*** Opening Excerpted records ***

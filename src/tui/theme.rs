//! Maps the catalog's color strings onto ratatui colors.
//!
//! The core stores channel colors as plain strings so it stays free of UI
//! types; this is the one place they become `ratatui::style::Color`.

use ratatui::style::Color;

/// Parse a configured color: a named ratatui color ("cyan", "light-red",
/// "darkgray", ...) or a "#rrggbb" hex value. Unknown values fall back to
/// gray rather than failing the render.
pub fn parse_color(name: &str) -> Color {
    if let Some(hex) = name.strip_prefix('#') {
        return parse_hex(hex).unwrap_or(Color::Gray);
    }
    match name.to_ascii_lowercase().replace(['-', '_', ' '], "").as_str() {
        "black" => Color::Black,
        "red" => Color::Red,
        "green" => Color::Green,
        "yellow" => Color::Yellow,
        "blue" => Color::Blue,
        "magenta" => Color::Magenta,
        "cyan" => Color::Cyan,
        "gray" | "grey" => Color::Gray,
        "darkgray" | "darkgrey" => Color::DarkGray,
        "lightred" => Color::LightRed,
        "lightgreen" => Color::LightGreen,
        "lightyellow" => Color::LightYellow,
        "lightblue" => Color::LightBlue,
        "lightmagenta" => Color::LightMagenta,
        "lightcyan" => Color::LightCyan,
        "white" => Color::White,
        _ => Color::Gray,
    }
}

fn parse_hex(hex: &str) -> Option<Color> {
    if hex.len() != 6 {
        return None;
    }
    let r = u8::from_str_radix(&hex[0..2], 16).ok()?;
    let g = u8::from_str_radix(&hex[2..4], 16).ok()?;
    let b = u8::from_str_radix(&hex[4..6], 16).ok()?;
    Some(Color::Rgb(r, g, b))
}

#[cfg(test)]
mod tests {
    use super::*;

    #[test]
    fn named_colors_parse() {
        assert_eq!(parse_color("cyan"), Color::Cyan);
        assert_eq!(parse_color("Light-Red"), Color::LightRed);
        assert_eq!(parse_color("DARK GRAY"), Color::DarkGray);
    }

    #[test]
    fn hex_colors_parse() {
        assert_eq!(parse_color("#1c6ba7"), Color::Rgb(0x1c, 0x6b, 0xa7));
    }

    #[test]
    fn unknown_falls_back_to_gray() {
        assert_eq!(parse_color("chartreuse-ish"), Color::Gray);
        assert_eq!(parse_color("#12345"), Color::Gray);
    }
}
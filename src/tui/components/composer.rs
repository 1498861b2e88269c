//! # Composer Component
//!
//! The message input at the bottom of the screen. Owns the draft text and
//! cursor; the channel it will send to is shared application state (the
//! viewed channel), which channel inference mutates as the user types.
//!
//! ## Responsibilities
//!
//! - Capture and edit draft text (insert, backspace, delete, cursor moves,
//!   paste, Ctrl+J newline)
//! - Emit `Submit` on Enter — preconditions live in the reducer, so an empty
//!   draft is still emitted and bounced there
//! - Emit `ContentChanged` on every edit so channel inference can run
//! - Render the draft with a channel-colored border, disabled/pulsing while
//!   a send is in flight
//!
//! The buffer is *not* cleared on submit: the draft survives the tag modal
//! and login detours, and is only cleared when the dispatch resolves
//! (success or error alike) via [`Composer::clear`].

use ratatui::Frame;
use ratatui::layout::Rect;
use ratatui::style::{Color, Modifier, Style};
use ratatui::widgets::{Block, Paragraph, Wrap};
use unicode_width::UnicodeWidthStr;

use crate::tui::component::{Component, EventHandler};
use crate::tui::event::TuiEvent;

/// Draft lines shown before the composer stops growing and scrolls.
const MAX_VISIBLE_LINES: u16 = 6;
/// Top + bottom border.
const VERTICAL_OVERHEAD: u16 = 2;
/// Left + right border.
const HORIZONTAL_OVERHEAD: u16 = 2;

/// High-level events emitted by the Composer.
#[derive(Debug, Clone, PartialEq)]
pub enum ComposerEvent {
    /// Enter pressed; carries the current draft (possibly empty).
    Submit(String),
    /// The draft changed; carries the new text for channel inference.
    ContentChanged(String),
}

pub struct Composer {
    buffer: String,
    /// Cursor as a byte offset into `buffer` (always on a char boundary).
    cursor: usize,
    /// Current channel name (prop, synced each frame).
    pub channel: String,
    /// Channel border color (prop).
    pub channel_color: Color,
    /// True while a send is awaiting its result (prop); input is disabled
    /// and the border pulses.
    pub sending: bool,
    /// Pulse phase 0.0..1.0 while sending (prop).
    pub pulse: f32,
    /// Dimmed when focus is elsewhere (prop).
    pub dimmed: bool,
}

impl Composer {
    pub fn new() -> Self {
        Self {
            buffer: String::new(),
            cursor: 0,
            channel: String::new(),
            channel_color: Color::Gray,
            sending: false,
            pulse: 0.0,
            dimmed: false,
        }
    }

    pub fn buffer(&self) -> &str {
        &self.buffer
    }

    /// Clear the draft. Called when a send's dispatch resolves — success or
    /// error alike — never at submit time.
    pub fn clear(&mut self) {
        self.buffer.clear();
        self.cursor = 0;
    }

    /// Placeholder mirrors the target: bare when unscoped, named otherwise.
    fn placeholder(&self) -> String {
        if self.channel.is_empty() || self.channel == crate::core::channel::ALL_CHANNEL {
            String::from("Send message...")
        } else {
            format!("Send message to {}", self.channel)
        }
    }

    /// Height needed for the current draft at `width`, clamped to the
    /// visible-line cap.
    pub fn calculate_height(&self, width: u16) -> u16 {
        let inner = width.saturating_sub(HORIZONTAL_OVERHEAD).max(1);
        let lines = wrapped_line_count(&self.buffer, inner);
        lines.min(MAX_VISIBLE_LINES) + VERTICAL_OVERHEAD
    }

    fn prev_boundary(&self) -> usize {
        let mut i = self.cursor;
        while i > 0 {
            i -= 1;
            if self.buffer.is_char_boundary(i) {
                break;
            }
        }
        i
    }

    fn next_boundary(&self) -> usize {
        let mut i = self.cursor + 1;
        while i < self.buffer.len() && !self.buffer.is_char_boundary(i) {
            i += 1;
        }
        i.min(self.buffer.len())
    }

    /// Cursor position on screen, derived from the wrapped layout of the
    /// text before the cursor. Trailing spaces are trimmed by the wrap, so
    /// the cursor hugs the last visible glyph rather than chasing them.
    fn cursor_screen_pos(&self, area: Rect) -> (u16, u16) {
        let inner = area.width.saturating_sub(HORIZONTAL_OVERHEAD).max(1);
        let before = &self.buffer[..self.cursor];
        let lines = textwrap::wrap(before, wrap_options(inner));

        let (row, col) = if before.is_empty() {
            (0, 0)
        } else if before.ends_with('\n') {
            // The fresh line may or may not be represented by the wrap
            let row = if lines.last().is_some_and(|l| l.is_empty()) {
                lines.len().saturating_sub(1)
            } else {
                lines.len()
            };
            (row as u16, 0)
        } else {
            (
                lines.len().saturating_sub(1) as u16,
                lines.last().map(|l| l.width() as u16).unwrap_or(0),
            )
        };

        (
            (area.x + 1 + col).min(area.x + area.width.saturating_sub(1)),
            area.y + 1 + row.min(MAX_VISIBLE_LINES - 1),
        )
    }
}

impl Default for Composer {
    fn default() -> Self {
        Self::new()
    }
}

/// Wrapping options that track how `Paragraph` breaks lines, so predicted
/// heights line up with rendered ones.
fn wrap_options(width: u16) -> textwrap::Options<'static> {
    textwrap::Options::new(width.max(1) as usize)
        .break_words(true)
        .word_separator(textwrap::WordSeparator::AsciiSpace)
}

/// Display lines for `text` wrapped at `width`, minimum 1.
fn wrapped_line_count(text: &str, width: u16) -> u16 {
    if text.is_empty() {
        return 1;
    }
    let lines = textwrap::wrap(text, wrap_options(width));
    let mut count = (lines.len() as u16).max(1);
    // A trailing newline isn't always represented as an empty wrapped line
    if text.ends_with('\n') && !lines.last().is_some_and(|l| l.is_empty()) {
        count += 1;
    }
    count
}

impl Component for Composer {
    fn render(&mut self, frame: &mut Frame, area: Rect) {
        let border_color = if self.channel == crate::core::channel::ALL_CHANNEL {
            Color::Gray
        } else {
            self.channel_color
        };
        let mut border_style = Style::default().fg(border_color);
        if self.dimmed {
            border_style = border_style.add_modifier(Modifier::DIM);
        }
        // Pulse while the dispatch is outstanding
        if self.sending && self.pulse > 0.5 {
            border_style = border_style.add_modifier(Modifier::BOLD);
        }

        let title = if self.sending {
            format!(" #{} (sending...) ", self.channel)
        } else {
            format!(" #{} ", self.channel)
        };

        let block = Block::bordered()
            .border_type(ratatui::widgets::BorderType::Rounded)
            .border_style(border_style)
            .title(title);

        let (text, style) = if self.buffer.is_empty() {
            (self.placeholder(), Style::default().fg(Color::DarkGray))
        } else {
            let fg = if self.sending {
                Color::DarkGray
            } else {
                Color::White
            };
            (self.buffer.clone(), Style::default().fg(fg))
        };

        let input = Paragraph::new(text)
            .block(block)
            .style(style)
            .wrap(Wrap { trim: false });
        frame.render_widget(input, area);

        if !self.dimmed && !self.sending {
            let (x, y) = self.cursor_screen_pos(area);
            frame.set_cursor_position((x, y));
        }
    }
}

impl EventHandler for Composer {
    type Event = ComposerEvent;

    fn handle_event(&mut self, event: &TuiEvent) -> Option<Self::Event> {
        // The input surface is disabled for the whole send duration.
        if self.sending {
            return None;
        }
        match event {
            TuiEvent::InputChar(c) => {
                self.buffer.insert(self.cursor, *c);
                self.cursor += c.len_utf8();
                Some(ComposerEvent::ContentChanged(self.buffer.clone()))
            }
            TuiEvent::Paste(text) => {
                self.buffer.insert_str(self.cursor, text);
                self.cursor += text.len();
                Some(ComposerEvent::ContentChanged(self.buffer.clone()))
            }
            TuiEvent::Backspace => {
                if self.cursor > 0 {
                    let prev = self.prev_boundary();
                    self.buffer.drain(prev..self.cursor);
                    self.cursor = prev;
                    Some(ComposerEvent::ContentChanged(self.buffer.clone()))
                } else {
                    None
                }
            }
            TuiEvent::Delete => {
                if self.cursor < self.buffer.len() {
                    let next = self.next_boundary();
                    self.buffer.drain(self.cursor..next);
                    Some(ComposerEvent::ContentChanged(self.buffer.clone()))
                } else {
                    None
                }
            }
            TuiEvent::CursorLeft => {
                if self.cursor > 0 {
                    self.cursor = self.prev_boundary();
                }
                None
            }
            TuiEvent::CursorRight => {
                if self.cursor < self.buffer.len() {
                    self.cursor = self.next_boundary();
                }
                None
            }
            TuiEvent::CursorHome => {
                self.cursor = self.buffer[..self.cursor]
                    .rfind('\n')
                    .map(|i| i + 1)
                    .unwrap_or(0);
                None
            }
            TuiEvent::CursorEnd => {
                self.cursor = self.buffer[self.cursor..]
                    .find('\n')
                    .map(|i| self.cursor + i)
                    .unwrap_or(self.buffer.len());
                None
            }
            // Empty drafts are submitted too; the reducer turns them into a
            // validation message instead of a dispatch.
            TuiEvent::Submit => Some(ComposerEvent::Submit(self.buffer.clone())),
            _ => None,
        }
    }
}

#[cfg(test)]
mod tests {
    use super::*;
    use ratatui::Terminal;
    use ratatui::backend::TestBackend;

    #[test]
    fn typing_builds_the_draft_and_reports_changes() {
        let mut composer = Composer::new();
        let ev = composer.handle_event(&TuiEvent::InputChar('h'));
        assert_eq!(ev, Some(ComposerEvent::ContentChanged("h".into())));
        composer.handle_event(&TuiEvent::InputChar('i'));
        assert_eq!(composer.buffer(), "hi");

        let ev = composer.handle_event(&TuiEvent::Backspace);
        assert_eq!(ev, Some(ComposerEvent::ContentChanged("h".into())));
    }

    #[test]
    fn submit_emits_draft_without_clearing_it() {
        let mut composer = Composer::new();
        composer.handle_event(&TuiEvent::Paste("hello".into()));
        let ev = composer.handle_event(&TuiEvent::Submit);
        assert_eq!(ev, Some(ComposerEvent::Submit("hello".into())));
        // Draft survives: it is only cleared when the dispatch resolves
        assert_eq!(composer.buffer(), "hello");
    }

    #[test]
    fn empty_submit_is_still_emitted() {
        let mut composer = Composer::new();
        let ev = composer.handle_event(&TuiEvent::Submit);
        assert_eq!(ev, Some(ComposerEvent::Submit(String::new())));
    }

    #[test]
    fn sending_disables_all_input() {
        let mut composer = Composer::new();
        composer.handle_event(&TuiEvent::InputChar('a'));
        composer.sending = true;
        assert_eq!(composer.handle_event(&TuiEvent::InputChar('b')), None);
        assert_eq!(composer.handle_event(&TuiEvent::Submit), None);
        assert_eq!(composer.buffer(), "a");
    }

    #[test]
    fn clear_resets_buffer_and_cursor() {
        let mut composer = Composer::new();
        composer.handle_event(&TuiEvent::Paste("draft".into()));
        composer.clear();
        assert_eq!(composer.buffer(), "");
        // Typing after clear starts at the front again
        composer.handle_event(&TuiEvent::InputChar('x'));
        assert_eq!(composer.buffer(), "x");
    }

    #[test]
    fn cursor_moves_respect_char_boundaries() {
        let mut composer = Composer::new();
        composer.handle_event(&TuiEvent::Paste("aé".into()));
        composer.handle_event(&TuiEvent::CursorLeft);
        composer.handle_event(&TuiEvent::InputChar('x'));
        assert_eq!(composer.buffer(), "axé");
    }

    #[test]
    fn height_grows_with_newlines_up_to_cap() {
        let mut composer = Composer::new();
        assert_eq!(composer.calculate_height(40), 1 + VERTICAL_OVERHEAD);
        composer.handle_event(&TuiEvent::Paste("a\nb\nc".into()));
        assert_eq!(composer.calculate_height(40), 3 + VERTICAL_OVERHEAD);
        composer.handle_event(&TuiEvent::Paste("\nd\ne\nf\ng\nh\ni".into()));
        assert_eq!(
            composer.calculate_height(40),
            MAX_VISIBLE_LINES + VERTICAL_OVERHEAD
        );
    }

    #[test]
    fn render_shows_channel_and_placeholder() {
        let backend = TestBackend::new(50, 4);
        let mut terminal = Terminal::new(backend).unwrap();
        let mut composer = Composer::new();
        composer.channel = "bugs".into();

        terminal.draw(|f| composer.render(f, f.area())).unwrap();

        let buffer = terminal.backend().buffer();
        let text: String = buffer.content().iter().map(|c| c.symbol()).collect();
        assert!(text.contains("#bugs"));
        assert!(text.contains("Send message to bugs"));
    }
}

*** Closing Excerpted records ***

Check each line of the listing above. Copy it if it holds the string "message".

//! The message input at the bottom of the screen. Owns the draft text and
            String::from("Send message...")
            format!("Send message to {}", self.channel)
            // validation message instead of a dispatch.
        assert!(text.contains("Send message to bugs"));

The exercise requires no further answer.